Mogadishu on Thursday said it wants the case on the maritime delimitation within the Indian Ocean to proceed without further delay.

Information Minister Osman Dubbe said Mogadishu has already petitioned the International Court of Justice (ICJ) to reject Kenya’s request for the postponement of the case for the fourth time.

“We have rejected Kenya’s fourth request to the ICJ to postpone the two countries’ maritime case,” Dubbe said.

“We have rejected Kenya’s fourth request to the ICJ to postpone the two countries’ maritime case. Justice delayed is justice denied. We should be set to head to the Hague court on the 15th of March come what may. Long live Somalia,” Dubbe posted on his Twitter.

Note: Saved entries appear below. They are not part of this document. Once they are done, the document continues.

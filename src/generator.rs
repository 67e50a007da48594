//! Generation driver.
//!
//! Writes `main.c`, then every module directory with its sources and one
//! build description per backend, then the root build descriptions. All
//! locations are derived from the explicit `root` argument.
use crate::backend::{Backend, BuildBackend};
use crate::emit::{self, module_dir_name, Sink};
use crate::errors::GenError;
use crate::graph::Params;
use rayon::prelude::*;
use serde::{Deserialize, Serialize};
use std::path::{Path, PathBuf};

/// Counters for one completed run.
#[derive(Debug, Clone, Copy, Default, PartialEq, Eq, Serialize, Deserialize)]
pub struct Summary {
    pub modules: usize,
    pub sources: usize,
    pub descriptions: usize,
    pub dependency_edges: usize,
}

/// Record of one run: parameters, backends, and every artifact written
/// (relative to the output root, sorted).
#[derive(Debug, Clone, PartialEq, Eq, Serialize, Deserialize)]
pub struct Manifest {
    pub params: Params,
    pub backends: Vec<Backend>,
    pub summary: Summary,
    pub artifacts: Vec<PathBuf>,
}

impl Manifest {
    /// # Errors
    /// Returns `GenError::Manifest` if encoding fails, or `GenError::Io` if writing fails.
    pub fn save_json(&self, path: &Path) -> Result<(), GenError> {
        let data = serde_json::to_string_pretty(self)?;
        std::fs::write(path, data)?;
        Ok(())
    }
}

pub struct Generator {
    params: Params,
    backends: Vec<Backend>,
    parallel: bool,
}

struct ModuleOutput {
    paths: Option<Vec<PathBuf>>,
    sources: usize,
}

impl Generator {
    /// Repeated backends are dropped, keeping the first occurrence.
    #[must_use]
    pub fn new(params: Params, backends: Vec<Backend>) -> Self {
        let mut unique = Vec::with_capacity(backends.len());
        for b in backends {
            if !unique.contains(&b) {
                unique.push(b);
            }
        }
        Self { params, backends: unique, parallel: false }
    }

    /// Emit modules on the rayon pool. Output is identical to a sequential run.
    #[must_use]
    pub fn parallel(mut self, on: bool) -> Self {
        self.parallel = on;
        self
    }

    /// Generate the whole tree under `root`.
    ///
    /// # Errors
    /// Returns `GenError::InvalidParams` before writing anything if the shape is
    /// empty; otherwise the first I/O error, leaving a partial tree behind.
    pub fn generate(&self, sink: &dyn Sink, root: &Path) -> Result<Summary, GenError> {
        self.run(sink, root, false).map(|m| m.summary)
    }

    /// Like [`Generator::generate`], also returning the list of artifacts.
    ///
    /// # Errors
    /// Same as [`Generator::generate`].
    pub fn generate_with_manifest(&self, sink: &dyn Sink, root: &Path) -> Result<Manifest, GenError> {
        self.run(sink, root, true)
    }

    fn run(&self, sink: &dyn Sink, root: &Path, record: bool) -> Result<Manifest, GenError> {
        self.params.validate()?;
        let backends: Vec<Box<dyn BuildBackend>> =
            self.backends.iter().map(|b| b.implementation()).collect();
        tracing::info!(
            files_per_module = self.params.files_per_module,
            fanout = self.params.fanout,
            modules = self.params.modules,
            root = %root.display(),
            "generating tree"
        );

        sink.create_dir(root)?;
        let main = emit::emit_root(sink, root, self.params.modules)?;
        let mut artifacts = Vec::new();
        if record {
            artifacts.push(main);
        }

        let outputs: Vec<ModuleOutput> = if self.parallel {
            (0..self.params.modules)
                .into_par_iter()
                .map(|m| self.emit_one_module(sink, root, m, &backends, record))
                .collect::<Result<_, _>>()?
        } else {
            (0..self.params.modules)
                .map(|m| self.emit_one_module(sink, root, m, &backends, record))
                .collect::<Result<_, _>>()?
        };

        let mut sources = 0usize;
        for out in outputs {
            sources = sources.saturating_add(out.sources);
            artifacts.extend(out.paths.unwrap_or_default());
        }

        for backend in &backends {
            let path = root.join(backend.file_name());
            sink.write_file(&path, &backend.render_root(self.params.modules))?;
            if record {
                artifacts.push(path);
            }
        }

        let summary = Summary {
            modules: self.params.modules,
            sources,
            descriptions: backends.len().saturating_mul(self.params.modules.saturating_add(1)),
            dependency_edges: self.params.dependency_edges(),
        };
        tracing::info!(?summary, "tree generated");

        let mut artifacts: Vec<PathBuf> = artifacts
            .into_iter()
            .map(|p| p.strip_prefix(root).map(Path::to_path_buf).unwrap_or(p))
            .collect();
        artifacts.sort();
        Ok(Manifest { params: self.params, backends: self.backends.clone(), summary, artifacts })
    }

    fn emit_one_module(
        &self,
        sink: &dyn Sink,
        root: &Path,
        module: usize,
        backends: &[Box<dyn BuildBackend>],
        record: bool,
    ) -> Result<ModuleOutput, GenError> {
        let dir = root.join(module_dir_name(module));
        sink.create_dir(&dir)?;
        let mut paths = record.then(Vec::new);
        let sources = emit::emit_module(sink, &dir, module, &self.params, paths.as_mut())?;
        for backend in backends {
            let path = dir.join(backend.file_name());
            sink.write_file(&path, &backend.render_module(module, self.params.files_per_module))?;
            tracing::debug!(module, backend = backend.name(), "module description written");
            if let Some(paths) = paths.as_mut() {
                paths.push(path);
            }
        }
        Ok(ModuleOutput { paths, sources })
    }
}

Oral arguments for the case were set to take place from March 15 to 19 at the ICJ which is the principal judicial organ of the UN.

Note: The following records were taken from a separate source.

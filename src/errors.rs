use std::path::PathBuf;
use thiserror::Error;

#[derive(Debug, Error)]
pub enum ConfigError {
    #[error("IO error: {0}")]
    Io(#[from] std::io::Error),
    #[error("Invalid TOML: {0}")]
    Toml(#[from] toml::de::Error),
    #[error("Unknown backend: {0}")]
    UnknownBackend(String),
}

#[derive(Debug, Error)]
pub enum GenError {
    #[error("IO error: {0}")]
    Io(#[from] std::io::Error),

    #[error("Invalid parameters: {0}")]
    InvalidParams(String),

    #[error("Config error in file {path}: {source}")]
    Config { path: PathBuf, source: ConfigError },

    #[error("Manifest error: {0}")]
    Manifest(#[from] serde_json::Error),
}
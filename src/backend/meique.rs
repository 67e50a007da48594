use super::{library_name, BuildBackend, EXECUTABLE_NAME};
use crate::emit::module::source_name;
use crate::emit::module_dir_name;
use crate::emit::root::MAIN_FILE;
use std::fmt::Write as _;

/// Lua scripts for the meique build tool.
#[derive(Debug, Default, Clone, Copy)]
pub struct MeiqueBackend;

impl MeiqueBackend {
    pub const NAME: &'static str = "meique";
}

impl BuildBackend for MeiqueBackend {
    fn name(&self) -> &'static str {
        Self::NAME
    }

    fn file_name(&self) -> &'static str {
        "meique.lua"
    }

    fn render_module(&self, module: usize, files_per_module: usize) -> String {
        let lib = library_name(module);
        let mut s = String::new();
        let _ = writeln!(s, "{lib} = Library:new(\"{lib}\", SHARED)");
        let _ = writeln!(s, "{lib}:addFiles([[");
        for f in 0..files_per_module {
            let _ = writeln!(s, "{}", source_name(f));
        }
        s.push_str("]])\n");
        s
    }

    fn render_root(&self, modules: usize) -> String {
        let mut s = String::new();
        let _ = writeln!(s, "{EXECUTABLE_NAME} = Executable:new(\"{EXECUTABLE_NAME}\")");
        let _ = writeln!(s, "{EXECUTABLE_NAME}:addFile(\"{MAIN_FILE}\")");
        for m in 0..modules {
            let _ = writeln!(s, "addSubdirectory(\"{}\")", module_dir_name(m));
            let _ = writeln!(s, "{EXECUTABLE_NAME}:use({})", library_name(m));
        }
        let dirs: Vec<String> = (0..modules).map(|m| format!("\"{}\"", module_dir_name(m))).collect();
        let _ = writeln!(s, "{EXECUTABLE_NAME}:addIncludeDirs({})", dirs.join(", "));
        s
    }
}

#[cfg(test)]
mod tests {
    use super::*;

    #[test]
    fn module_script_lists_every_source() {
        assert_eq!(
            MeiqueBackend.render_module(0, 2),
            "module0 = Library:new(\"module0\", SHARED)\nmodule0:addFiles([[\n0.c\n1.c\n]])\n"
        );
    }

    #[test]
    fn root_script_uses_every_module() {
        let s = MeiqueBackend.render_root(2);
        assert!(s.starts_with("exe = Executable:new(\"exe\")\nexe:addFile(\"main.c\")\n"));
        assert!(s.contains("addSubdirectory(\"module1\")\nexe:use(module1)\n"));
        assert!(s.ends_with("exe:addIncludeDirs(\"module0\", \"module1\")\n"));
    }
}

Kenya last month petitioned the International Court of Justice (ICJ) to postpone the public hearings as it protested at a missing map crucial to its case.

Nairobi further objected to proceedings via video link, arguing Covid-19 has frustrated Kenya’s preparations for the case and insisting only in-person hearings  would guarantee a level playing field

Attorney-General Kihara Kariuki in a letter dated Jan 28 said Nairobi shall not participate in a hearing as a mere formality, given “grave dangers to the country’s national security” depending on the outcome of the case that was filed in 2014.

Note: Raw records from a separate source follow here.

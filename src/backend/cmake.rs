use super::{library_name, BuildBackend, EXECUTABLE_NAME};
use crate::emit::module::source_name;
use crate::emit::module_dir_name;
use crate::emit::root::MAIN_FILE;
use std::fmt::Write as _;

#[derive(Debug, Default, Clone, Copy)]
pub struct CMakeBackend;

impl CMakeBackend {
    pub const NAME: &'static str = "cmake";
}

impl BuildBackend for CMakeBackend {
    fn name(&self) -> &'static str {
        Self::NAME
    }

    fn file_name(&self) -> &'static str {
        "CMakeLists.txt"
    }

    fn render_module(&self, module: usize, files_per_module: usize) -> String {
        let mut s = String::new();
        let _ = write!(s, "add_library({} SHARED", library_name(module));
        for f in 0..files_per_module {
            let _ = writeln!(s, " {}", source_name(f));
        }
        s.push_str(")\n");
        s
    }

    fn render_root(&self, modules: usize) -> String {
        let mut s = String::from("cmake_minimum_required(VERSION 2.8)\n");
        for m in 0..modules {
            let _ = writeln!(s, "add_subdirectory({})", module_dir_name(m));
        }
        s.push_str("include_directories(");
        for m in 0..modules {
            let _ = write!(s, " {}", module_dir_name(m));
        }
        s.push_str(")\n");
        let _ = writeln!(s, "add_executable({EXECUTABLE_NAME} {MAIN_FILE})");
        let _ = write!(s, "target_link_libraries({EXECUTABLE_NAME}");
        for m in 0..modules {
            let _ = write!(s, " {}", library_name(m));
        }
        s.push_str(")\n");
        s
    }
}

” Kenya will be unable to defend itself “fairly, fully and transparently” if the scheduled hearing proceeded by video link,” read part of the letter.

Kariuki in the letter further cited the lack of substantive government in Mogadishu since the current terms of both Parliament and President Mohamed Farmajo have expired as well as the COVID-19 pandemic as the reasons it wants the case postponed.

However, Dubbe said any postponement of the case would be another setback for international justice.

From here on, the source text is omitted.